Multiple system atrophy (MSA) is a rare, progressive neurological disorder that affects parts of the brain responsible for controlling movement and involuntary processes, such as blood pressure, heartbeat, urination, bowel movement and sleep patterns. During the disease progression, abnormal deposits of the protein alpha-synuclein accumulate in glial cells causing nerve cells to not function properly and die. MSA may look like Parkinson’s disease in the way it affects movement, such as tremor, slowness, stiffness and shuffling gait.

Currently, the exact causes of MSA are unknown. Like many other diseases, it may not have a single cause, but a combination of genetic, environmental and behavioral factors.
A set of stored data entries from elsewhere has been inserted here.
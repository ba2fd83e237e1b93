// Copyright (c) 2020 White Leaf
//
// This software is released under the MIT License.
// https://opensource.org/licenses/MIT

//! Parsers for the free-form text found in Wikipedia infoboxes.
//!
//! Infobox values are prose, so every parser here *searches*: it is tried at
//! every character boundary from the left and the first match wins.

pub mod dates;
pub mod money;
pub mod runtime;

use nom::{
    bytes::complete::{tag, take_while},
    character::complete::digit1,
    combinator::{recognize, verify},
    sequence::pair,
    IResult,
};

pub use dates::parse_release_date;
pub use money::{parse_budget, parse_dollars};
pub use runtime::parse_runtime;

/// Try `parser` at every char boundary, first success wins
pub(crate) fn find_first<'a, O, F>(input: &'a str, parser: F) -> Option<O>
where
    F: Fn(&'a str) -> IResult<&'a str, O>,
{
    input
        .char_indices()
        .find_map(|(idx, _)| parser(&input[idx..]).ok().map(|(_, out)| out))
}

pub(crate) fn whitespace(input: &str) -> IResult<&str, &str> {
    take_while(char::is_whitespace)(input)
}

fn imdb_id(input: &str) -> IResult<&str, &str> {
    verify(recognize(pair(tag("tt"), digit1)), |id: &str| id.len() >= 9)(input)
}

/// Extract the `tt0000000` identifier out of an IMDb link
pub fn parse_imdb_id(link: &str) -> Option<String> {
    find_first(link, imdb_id).map(str::to_owned)
}
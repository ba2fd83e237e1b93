// Copyright (c) 2020 White Leaf
//
// This software is released under the MIT License.
// https://opensource.org/licenses/MIT

use crate::schema::ratings;
use chrono::NaiveDateTime;
use records::Rating;

// To insert a new rating into the database
#[derive(Debug, Clone, Insertable)]
#[table_name = "ratings"]
pub struct NewRating {
    pub user_id: i32,
    pub movie_id: i32,
    pub rating: f64,
    pub rated_at: NaiveDateTime,
}

impl From<&Rating> for NewRating {
    fn from(rating: &Rating) -> Self {
        Self {
            user_id: rating.user_id,
            movie_id: rating.movie_id,
            rating: rating.rating,
            rated_at: rating.rated_at,
        }
    }
}
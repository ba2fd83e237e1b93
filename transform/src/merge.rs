// Copyright (c) 2020 White Leaf
//
// This software is released under the MIT License.
// https://opensource.org/licenses/MIT

use crate::ratings::RatingTally;
use chrono::NaiveDate;
use records::{KaggleMovie, Movie, WikiMovie};
use std::collections::{HashMap, HashSet};

#[derive(Debug, Clone, Default)]
pub struct Merged {
    pub movies: Vec<Movie>,
    /// Pairs whose release dates are too far apart to be the same movie
    pub mismatched: usize,
    pub duplicates: usize,
    pub kaggle_only: usize,
}

/// Wikipedia says after 1996 while Kaggle says before 1965, wrong pairing
fn is_mismatch(wiki: &WikiMovie, kaggle: &KaggleMovie) -> bool {
    let wiki_after = NaiveDate::from_ymd_opt(1996, 1, 1);
    let kaggle_before = NaiveDate::from_ymd_opt(1965, 1, 1);

    match (wiki.release_date, kaggle.release_date) {
        (Some(w), Some(k)) => Some(w) > wiki_after && Some(k) < kaggle_before,
        _ => false,
    }
}

/// Kaggle's value unless it is missing or zero
fn fill(kaggle: Option<f64>, wiki: Option<f64>) -> Option<f64> {
    match kaggle {
        Some(value) if value != 0.0 => Some(value),
        _ => wiki.or(kaggle),
    }
}

fn merge_pair(wiki: &WikiMovie, kaggle: &KaggleMovie, imdb_id: String) -> Movie {
    let budget = if kaggle.budget == 0 {
        None
    } else {
        Some(kaggle.budget as f64)
    };

    Movie {
        imdb_id,
        kaggle_id: kaggle.id,
        title: kaggle
            .title
            .clone()
            .or_else(|| wiki.title.clone())
            .unwrap_or_default(),
        original_title: kaggle.original_title.clone(),
        tagline: kaggle.tagline.clone(),
        belongs_to_collection: kaggle.belongs_to_collection.clone(),
        wikipedia_url: wiki.url.clone(),
        imdb_link: Some(wiki.imdb_link.clone()).filter(|link| !link.is_empty()),
        runtime: fill(kaggle.runtime, wiki.running_time),
        budget: fill(budget, wiki.budget),
        revenue: fill(kaggle.revenue, wiki.box_office),
        release_date: kaggle.release_date.or(wiki.release_date),
        popularity: kaggle.popularity,
        vote_average: kaggle.vote_average,
        vote_count: kaggle.vote_count,
        genres: kaggle.genres.clone(),
        original_language: kaggle.original_language.clone(),
        overview: kaggle.overview.clone(),
        spoken_languages: kaggle.spoken_languages.clone(),
        country: wiki.country.clone(),
        production_companies: kaggle.production_companies.clone(),
        production_countries: kaggle.production_countries.clone(),
        distributor: wiki.distributor.clone(),
        producers: wiki.producers.clone(),
        director: wiki.director.clone(),
        starring: wiki.starring.clone(),
        cinematography: wiki.cinematography.clone(),
        editors: wiki.editors.clone(),
        writers: wiki.writers.clone(),
        composers: wiki.composers.clone(),
        based_on: wiki.based_on.clone(),
        rating_counts: Default::default(),
    }
}

/// Inner join both sources on the IMDb id, in Kaggle's row order
pub fn merge_movies(wiki: &[WikiMovie], kaggle: &[KaggleMovie]) -> Merged {
    let by_imdb: HashMap<&str, &WikiMovie> =
        wiki.iter().map(|m| (m.imdb_id.as_str(), m)).collect();

    let mut merged = Merged::default();
    let mut seen = HashSet::new();

    for kaggle_movie in kaggle {
        let imdb_id = match kaggle_movie.imdb_id.as_deref() {
            Some(id) => id,
            None => {
                merged.kaggle_only += 1;
                continue;
            }
        };

        let wiki_movie = match by_imdb.get(imdb_id) {
            Some(movie) => *movie,
            None => {
                merged.kaggle_only += 1;
                continue;
            }
        };

        if is_mismatch(wiki_movie, kaggle_movie) {
            log::debug!(
                "Dropping mismatched pair {} ({:?} vs {:?})",
                imdb_id,
                wiki_movie.title,
                kaggle_movie.title
            );
            merged.mismatched += 1;
            continue;
        }

        if !seen.insert(imdb_id) {
            merged.duplicates += 1;
            continue;
        }

        merged
            .movies
            .push(merge_pair(wiki_movie, kaggle_movie, imdb_id.to_owned()));
    }

    merged
}

/// Fill the per-score rating columns, unrated movies keep zeros
pub fn attach_rating_counts(movies: &mut [Movie], tally: &RatingTally) {
    for movie in movies {
        movie.rating_counts = tally.counts_for(movie.kaggle_id);
    }
}
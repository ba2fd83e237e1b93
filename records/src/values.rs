// Copyright (c) 2020 White Leaf
//
// This software is released under the MIT License.
// https://opensource.org/licenses/MIT

use crate::error::ErrorKind;
use chrono::NaiveDate;
use std::str::FromStr;

#[derive(Debug, Copy, Clone, Eq, PartialEq)]
pub enum Type {
    Bool,
    Int32,
    Int64,
    Double,
    Date,
}

#[derive(Debug, Clone, PartialEq)]
pub enum Value {
    Bool(bool),
    Int32(i32),
    Int64(i64),
    Double(f64),
    Date(NaiveDate),
}

impl Value {
    pub fn from_str(value: &str, tp: Type) -> Result<Self, ErrorKind> {
        let value = match tp {
            Type::Bool => {
                // CSV exports written by pandas use Python's literals
                let value = match value {
                    "true" | "True" | "1" => true,
                    "false" | "False" | "0" => false,
                    _ => return Err(ErrorKind::ValueConvert("Invalid literal for bool".into())),
                };

                Self::Bool(value)
            }

            Type::Int32 => {
                let value: i32 = value
                    .parse()
                    .map_err(|e: <i32 as FromStr>::Err| ErrorKind::ValueConvert(e.to_string()))?;
                Self::Int32(value)
            }

            Type::Int64 => {
                let value: i64 = value
                    .parse()
                    .map_err(|e: <i64 as FromStr>::Err| ErrorKind::ValueConvert(e.to_string()))?;
                Self::Int64(value)
            }

            Type::Double => {
                let value: f64 = value
                    .parse()
                    .map_err(|e: <f64 as FromStr>::Err| ErrorKind::ValueConvert(e.to_string()))?;
                Self::Double(value)
            }

            Type::Date => {
                let value = NaiveDate::parse_from_str(value, "%Y-%m-%d")
                    .map_err(|e| ErrorKind::ValueConvert(e.to_string()))?;
                Self::Date(value)
            }
        };

        Ok(value)
    }

    /// Parse a CSV cell, blank cells are missing values
    pub fn parse_cell(value: &str, tp: Type) -> Result<Option<Self>, ErrorKind> {
        let value = value.trim();
        if value.is_empty() {
            return Ok(None);
        }

        Self::from_str(value, tp)
            .map(Some)
            .map_err(|e| ErrorKind::ValueConvert(format!("'{}': {}", value, e)))
    }

    pub fn as_bool(&self) -> Result<bool, ErrorKind> {
        match self {
            Self::Bool(v) => Ok(*v),
            _ => Err(ErrorKind::CastingValue("bool")),
        }
    }

    pub fn as_i32(&self) -> Result<i32, ErrorKind> {
        match self {
            Self::Int32(v) => Ok(*v),
            _ => Err(ErrorKind::CastingValue("i32")),
        }
    }

    pub fn as_i64(&self) -> Result<i64, ErrorKind> {
        match self {
            Self::Int64(v) => Ok(*v),
            _ => Err(ErrorKind::CastingValue("i64")),
        }
    }

    pub fn as_f64(&self) -> Result<f64, ErrorKind> {
        match self {
            Self::Double(v) => Ok(*v),
            _ => Err(ErrorKind::CastingValue("f64")),
        }
    }

    pub fn as_date(&self) -> Result<NaiveDate, ErrorKind> {
        match self {
            Self::Date(v) => Ok(*v),
            _ => Err(ErrorKind::CastingValue("date")),
        }
    }
}

#[cfg(test)]
mod tests {
    use super::*;
    use anyhow::Error;
    use assert_approx_eq::*;

    #[test]
    fn casting_python_bools() -> Result<(), Error> {
        assert!(Value::from_str("True", Type::Bool)?.as_bool()?);
        assert!(!Value::from_str("False", Type::Bool)?.as_bool()?);
        assert!(Value::from_str("yes", Type::Bool).is_err());

        Ok(())
    }

    #[test]
    fn casting_i32() -> Result<(), Error> {
        let value = Value::from_str("862", Type::Int32)?;
        assert_eq!(value.as_i32()?, 862);

        // Shifted columns in the metadata put dates where ids should be
        assert!(Value::from_str("2012-09-29", Type::Int32).is_err());

        Ok(())
    }

    #[test]
    fn casting_i64() -> Result<(), Error> {
        let value = Value::from_str("30000000", Type::Int64)?;
        assert_eq!(value.as_i64()?, 30_000_000);

        Ok(())
    }

    #[test]
    fn casting_f64() -> Result<(), Error> {
        let value = Value::from_str("21.946943", Type::Double)?;
        assert_approx_eq!(value.as_f64()?, 21.946943);

        Ok(())
    }

    #[test]
    fn casting_date() -> Result<(), Error> {
        let value = Value::from_str("1995-10-30", Type::Date)?;
        assert_eq!(value.as_date()?, NaiveDate::from_ymd(1995, 10, 30));
        assert!(Value::from_str("1995-13-30", Type::Date).is_err());

        Ok(())
    }

    #[test]
    fn blank_cells_are_missing() -> Result<(), Error> {
        assert_eq!(Value::parse_cell("", Type::Double)?, None);
        assert_eq!(Value::parse_cell("   ", Type::Date)?, None);
        assert_eq!(
            Value::parse_cell(" 81.0 ", Type::Double)?,
            Some(Value::Double(81.0))
        );

        Ok(())
    }

    #[test]
    fn wrong_accessor_fails() -> Result<(), Error> {
        let value = Value::from_str("12", Type::Int64)?;
        assert!(value.as_i32().is_err());
        assert!(value.as_date().is_err());

        Ok(())
    }
}
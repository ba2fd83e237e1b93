// Copyright (c) 2020 White Leaf
//
// This software is released under the MIT License.
// https://opensource.org/licenses/MIT

use super::{find_first, whitespace};
use nom::{
    branch::alt,
    bytes::complete::{tag_no_case, take_while_m_n},
    character::complete::{char, digit0, digit1, one_of},
    combinator::{map_res, opt, recognize},
    error::ErrorKind,
    sequence::{preceded, tuple},
    IResult,
};

const DASHES: [char; 3] = ['-', '–', '—'];

/// `million` or `billion`, the `millon` typo is common enough to accept
fn scale(input: &str) -> IResult<&str, f64> {
    let (input, unit) = one_of("mMbB")(input)?;
    let (input, _) = tag_no_case("ill")(input)?;
    let (input, _) = opt(one_of("iI"))(input)?;
    let (input, _) = tag_no_case("on")(input)?;

    let factor = match unit {
        'm' | 'M' => 1e6,
        _ => 1e9,
    };

    Ok((input, factor))
}

/// `$ 12.5 million`
fn scaled_amount(input: &str) -> IResult<&str, f64> {
    let (input, _) = char('$')(input)?;
    let (input, _) = whitespace(input)?;
    let (input, amount) = map_res(
        recognize(tuple((digit1, opt(char('.')), digit0))),
        |n: &str| n.parse::<f64>(),
    )(input)?;
    let (input, _) = whitespace(input)?;
    let (input, factor) = scale(input)?;

    Ok((input, amount * factor))
}

fn thousands_group(input: &str) -> IResult<&str, &str> {
    preceded(one_of(",."), take_while_m_n(3, 3, |c: char| c.is_ascii_digit()))(input)
}

fn scale_follows(input: &str) -> bool {
    let mut chars = input.chars();
    match chars.next() {
        Some(c) if c.is_whitespace() => {}
        _ => return false,
    }

    let word: IResult<&str, &str> =
        alt((tag_no_case("million"), tag_no_case("billion")))(chars.as_str());
    word.is_ok()
}

/// `$123,456,789`, also with dots as separators
fn separated_amount(input: &str) -> IResult<&str, f64> {
    let (rest, _) = char('$')(input)?;
    let (rest, _) = whitespace(rest)?;
    let (mut rest, lead) = take_while_m_n(1, 3, |c: char| c.is_ascii_digit())(rest)?;

    let mut digits = lead.to_owned();
    let mut groupings = Vec::new();
    while let Ok((next, group)) = thousands_group(rest) {
        digits.push_str(group);
        rest = next;
        groupings.push((rest, digits.clone()));
    }

    // A scale word right after belongs to the other form, give back groups
    // until it doesn't follow anymore
    for (rest, digits) in groupings.into_iter().rev() {
        if scale_follows(rest) {
            continue;
        }

        if let Ok(amount) = digits.parse::<f64>() {
            return Ok((rest, amount));
        }
    }

    Err(nom::Err::Error((input, ErrorKind::Many1)))
}

fn amount(input: &str) -> IResult<&str, f64> {
    alt((scaled_amount, separated_amount))(input)
}

/// Ranges like `$1.5–2 million` keep only their upper bound
fn collapse_range(text: &str) -> String {
    let dollar = match text.find('$') {
        Some(idx) => idx,
        None => return text.to_owned(),
    };

    let tail = &text[dollar..];
    let dash_end = tail
        .char_indices()
        .filter(|&(idx, c)| {
            DASHES.contains(&c)
                && !tail[idx + c.len_utf8()..].starts_with(|n: char| n.is_ascii_lowercase())
        })
        .map(|(idx, c)| idx + c.len_utf8())
        .last();

    match dash_end {
        Some(end) => format!("{}${}", &text[..dollar], &tail[end..]),
        None => text.to_owned(),
    }
}

fn citation(input: &str) -> IResult<&str, &str> {
    recognize(tuple((char('['), digit1, char(']'), whitespace)))(input)
}

/// Drop `[12]` style reference marks
pub fn strip_citations(text: &str) -> String {
    let mut stripped = String::with_capacity(text.len());
    let mut rest = text;

    while let Some(c) = rest.chars().next() {
        match citation(rest) {
            Ok((next, _)) => rest = next,
            Err(_) => {
                stripped.push(c);
                rest = &rest[c.len_utf8()..];
            }
        }
    }

    stripped
}

/// First dollar amount mentioned in a box office text
pub fn parse_dollars(text: &str) -> Option<f64> {
    let text = collapse_range(text);
    find_first(&text, amount)
}

/// Same as [`parse_dollars`] but budgets also carry citation marks
pub fn parse_budget(text: &str) -> Option<f64> {
    parse_dollars(&strip_citations(text))
}

#[cfg(test)]
mod tests {
    use super::*;
    use assert_approx_eq::assert_approx_eq;

    fn dollars(text: &str) -> f64 {
        parse_dollars(text).unwrap()
    }

    #[test]
    fn scaled_amounts() {
        assert_approx_eq!(dollars("$4.5 million"), 4.5e6);
        assert_approx_eq!(dollars("$1.2 Billion"), 1.2e9);
        assert_approx_eq!(dollars("US$ 12\u{a0}million"), 12e6);
        assert_approx_eq!(dollars("$10 millon"), 10e6);
        assert_approx_eq!(dollars("$7.million"), 7e6);
    }

    #[test]
    fn separated_amounts() {
        assert_approx_eq!(dollars("$123,456,789"), 123_456_789.);
        assert_approx_eq!(dollars("$ 1.234.567 (worldwide)"), 1_234_567.);
    }

    #[test]
    fn scale_word_takes_back_groups() {
        // Same outcome as a backtracking regex with a negative lookahead
        assert_approx_eq!(dollars("$1,234,567 million"), 1234.);
        assert_eq!(parse_dollars("$1,234 million"), None);
    }

    #[test]
    fn ranges_keep_upper_bound() {
        assert_approx_eq!(dollars("$5–7 million"), 7e6);
        assert_approx_eq!(dollars("$1.5-2 million"), 2e6);
        assert_approx_eq!(dollars("$20—$25 million"), 25e6);
    }

    #[test]
    fn dash_before_words_is_not_a_range() {
        assert_approx_eq!(dollars("$10 million-plus"), 10e6);
    }

    #[test]
    fn first_amount_wins() {
        assert_approx_eq!(dollars("Over $300 million (US) $500 million (world)"), 300e6);
    }

    #[test]
    fn no_amount() {
        assert_eq!(parse_dollars("approx. 30 million"), None);
        assert_eq!(parse_dollars("£5 million"), None);
        assert_eq!(parse_dollars(""), None);
    }

    #[test]
    fn budgets_without_citations() {
        assert_approx_eq!(parse_budget("$30 million[1]").unwrap(), 30e6);
        assert_approx_eq!(parse_budget("[2] $5,000,000").unwrap(), 5e6);
        assert_eq!(strip_citations("$30[1] [22]  million"), "$30million");
    }
}
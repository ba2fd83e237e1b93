// Copyright (c) 2020 White Leaf
//
// This software is released under the MIT License.
// https://opensource.org/licenses/MIT

#[macro_use]
extern crate diesel;

pub mod error;
pub mod models;
pub mod schema;

use crate::error::ErrorKind;
use crate::models::{
    movies::{NewMovie, MOVIE_COLUMNS},
    ratings::NewRating,
};
use crate::schema::{movies, ratings};
use anyhow::Error;
use config::LoadMode;
use diesel::connection::SimpleConnection;
use diesel::pg::PgConnection;
use diesel::{insert_into, prelude::*};
use indicatif::ProgressIterator;
use records::{Movie, Rating};

/// Postgres refuses statements with more bind parameters than this
pub const MAX_BIND_PARAMS: usize = 65_535;

/// Columns bound per row on insert, `id` is serial
pub const RATING_COLUMNS: usize = 4;

const CREATE_TABLES: &str = include_str!("../migrations/2020-07-01-000000_create_movie_data/up.sql");
const DROP_TABLES: &str = include_str!("../migrations/2020-07-01-000000_create_movie_data/down.sql");

pub fn establish_connection(url: &str) -> Result<PgConnection, Error> {
    Ok(PgConnection::establish(&url)?)
}

/// Largest number of rows with `columns` each that fits in one insert
pub fn max_batch(columns: usize) -> usize {
    MAX_BIND_PARAMS / columns
}

pub fn check_batch(table: &'static str, size: usize, columns: usize) -> Result<(), ErrorKind> {
    let max = max_batch(columns);

    if size == 0 {
        Err(ErrorKind::EmptyBatch(table))
    } else if size > max {
        Err(ErrorKind::BatchTooLarge { table, size, max })
    } else {
        Ok(())
    }
}

pub struct Store {
    conn: PgConnection,
    movies_batch: usize,
    ratings_batch: usize,
}

impl Store {
    pub fn connect(url: &str, movies_batch: usize, ratings_batch: usize) -> Result<Self, Error> {
        check_batch("movies", movies_batch, MOVIE_COLUMNS)?;
        check_batch("ratings", ratings_batch, RATING_COLUMNS)?;

        let conn = establish_connection(url)?;
        log::info!("Connected to the database");

        Ok(Self {
            conn,
            movies_batch,
            ratings_batch,
        })
    }

    /// Make sure both tables exist, replacing drops whatever was there first
    pub fn prepare(&self, mode: LoadMode) -> Result<(), Error> {
        if mode == LoadMode::Replace {
            log::info!("Dropping existing movies and ratings tables");
            self.conn.batch_execute(DROP_TABLES)?;
        }

        self.conn.batch_execute(CREATE_TABLES)?;
        Ok(())
    }

    /// All movies go in or none do. Rows already stored under the same
    /// `imdb_id` are replaced.
    pub fn insert_movies(&self, movies: &[Movie]) -> Result<usize, Error> {
        let rows: Vec<NewMovie> = movies.iter().map(NewMovie::from).collect();
        log::info!("Pushing {} movies into the database", rows.len());

        self.conn.transaction::<_, Error, _>(|| {
            let mut inserted = 0;
            let mut replaced = 0;
            for chunk in rows.chunks(self.movies_batch).progress() {
                let ids: Vec<String> = chunk.iter().map(|row| row.imdb_id.to_owned()).collect();
                replaced += diesel::delete(movies::table.filter(movies::imdb_id.eq_any(ids)))
                    .execute(&self.conn)?;

                inserted += insert_into(movies::table)
                    .values(chunk)
                    .execute(&self.conn)?;
            }

            if replaced > 0 {
                log::info!("Replaced {} movies already in the database", replaced);
            }

            Ok(inserted)
        })
    }

    /// Ratings a user already gave the same movie are skipped, the count
    /// returned is only of new rows
    pub fn insert_ratings(&self, ratings: &[Rating]) -> Result<usize, Error> {
        let rows: Vec<NewRating> = ratings.iter().map(NewRating::from).collect();

        let mut inserted = 0;
        for chunk in rows.chunks(self.ratings_batch) {
            inserted += insert_into(ratings::table)
                .values(chunk)
                .on_conflict((ratings::user_id, ratings::movie_id))
                .do_nothing()
                .execute(&self.conn)?;
        }

        Ok(inserted)
    }

    /// Rows currently in `movies` and `ratings`
    pub fn row_counts(&self) -> Result<(i64, i64), Error> {
        let movies = movies::table.count().get_result::<i64>(&self.conn)?;
        let ratings = ratings::table.count().get_result::<i64>(&self.conn)?;

        Ok((movies, ratings))
    }
}


#[cfg(feature = "test-store")]
#[cfg(test)]
mod db_tests {
    use super::*;
    use chrono::NaiveDate;
    use records::RatingCounts;

    fn store() -> Result<Store, Error> {
        let url = dotenv::var("DATABASE_URL")?;
        Store::connect(&url, 100, 100)
    }

    fn ghost(counts: RatingCounts) -> Movie {
        Movie {
            imdb_id: "tt0099653".into(),
            kaggle_id: 251,
            title: "Ghost".into(),
            rating_counts: counts,
            ..Default::default()
        }
    }

    fn ratings(users: i32) -> Vec<Rating> {
        let rated_at = NaiveDate::from_ymd(2015, 3, 9).and_hms(22, 52, 9);
        (1..=users)
            .map(|user_id| Rating {
                user_id,
                movie_id: 251,
                rating: 4.0,
                rated_at,
            })
            .collect()
    }

    #[test]
    fn replace_then_append_again() -> Result<(), Error> {
        let store = store()?;
        store.prepare(LoadMode::Replace)?;

        let mut counts = RatingCounts::default();
        counts.record(4.0);

        assert_eq!(store.insert_ratings(&ratings(250))?, 250);
        assert_eq!(store.insert_movies(&[ghost(counts)])?, 1);
        assert_eq!(store.row_counts()?, (1, 250));

        // Same files loaded a second time
        store.prepare(LoadMode::Append)?;
        assert_eq!(store.row_counts()?, (1, 250));

        counts.record(3.5);
        assert_eq!(store.insert_ratings(&ratings(300))?, 50);
        assert_eq!(store.insert_movies(&[ghost(counts)])?, 1);
        assert_eq!(store.row_counts()?, (1, 300));

        let stored: i64 = movies::table
            .select(movies::rating_3_5)
            .filter(movies::imdb_id.eq("tt0099653"))
            .get_result(&store.conn)?;
        assert_eq!(stored, 1);

        Ok(())
    }
}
Symptoms, Diagnosis & Outlook

Symptoms

The onset of MSA is gradual, making it difficult to pinpoint when and how symptoms first begin. At times, it may be difficult to distinguish from Parkinson’s disease, especially in the early stages. Symptoms generally occur after age 50 and may include:

• Slowness of movement
• Muscle stiffness
• Shaking (tremor), particularly at rest
• Impaired coordination and balance
• Shuffling gait and susceptibility to falls
• Speech difficulties, such as softness and lack of normal speaking rhythm
• Lightheadedness or fainting spells, particularly upon standing
• Impaired bladder control, such as, urgency, frequency and incontinence
• Anxiety
• Depression
• Sleep disorders, which can include acting out dreams
• Breathing disorders, such as, high-pitched respiratory sounds

Diagnosis

A diagnosis of MSA is made after careful consideration of multiple factors, including review of extensive clinical histories and exams, symptom progression and responsiveness to medications. Although Parkinson’s medications, such as levodopa, may help some MSA patients, these drugs often are ineffective since MSA affects more parts of the brain than Parkinson’s disease. As multiple organ systems may be affected by MSA, a multidisciplinary team of Penn State Health physicians often provide care for these patients.

Outlook

Currently, there is no cure for MSA and there are no treatments available to delay its progressive neurodegeneration. Instead, current treatment therapies are designed to help with symptoms.

Generally, MSA patients require a wheelchair within five years of symptom onset and later succumb to the disease within the following few years.

Why Choose Penn State Health for Care

Along with researchers around the world, the clinicians and scientists at Penn State College of Medicine’s Translational Brain Research Center are devoted to identifying the causes of MSA and developing better diagnostic tools through partnership with the National Institute of Neurological Disorders and Stroke (NINDS) Parkinson’s Disease Biomarkers Program (PDBP) and clinical trials. By partnering with patients and their families, this multidisciplinary team is committed to developing effective therapies to ensure others do not have to endure this difficult journey.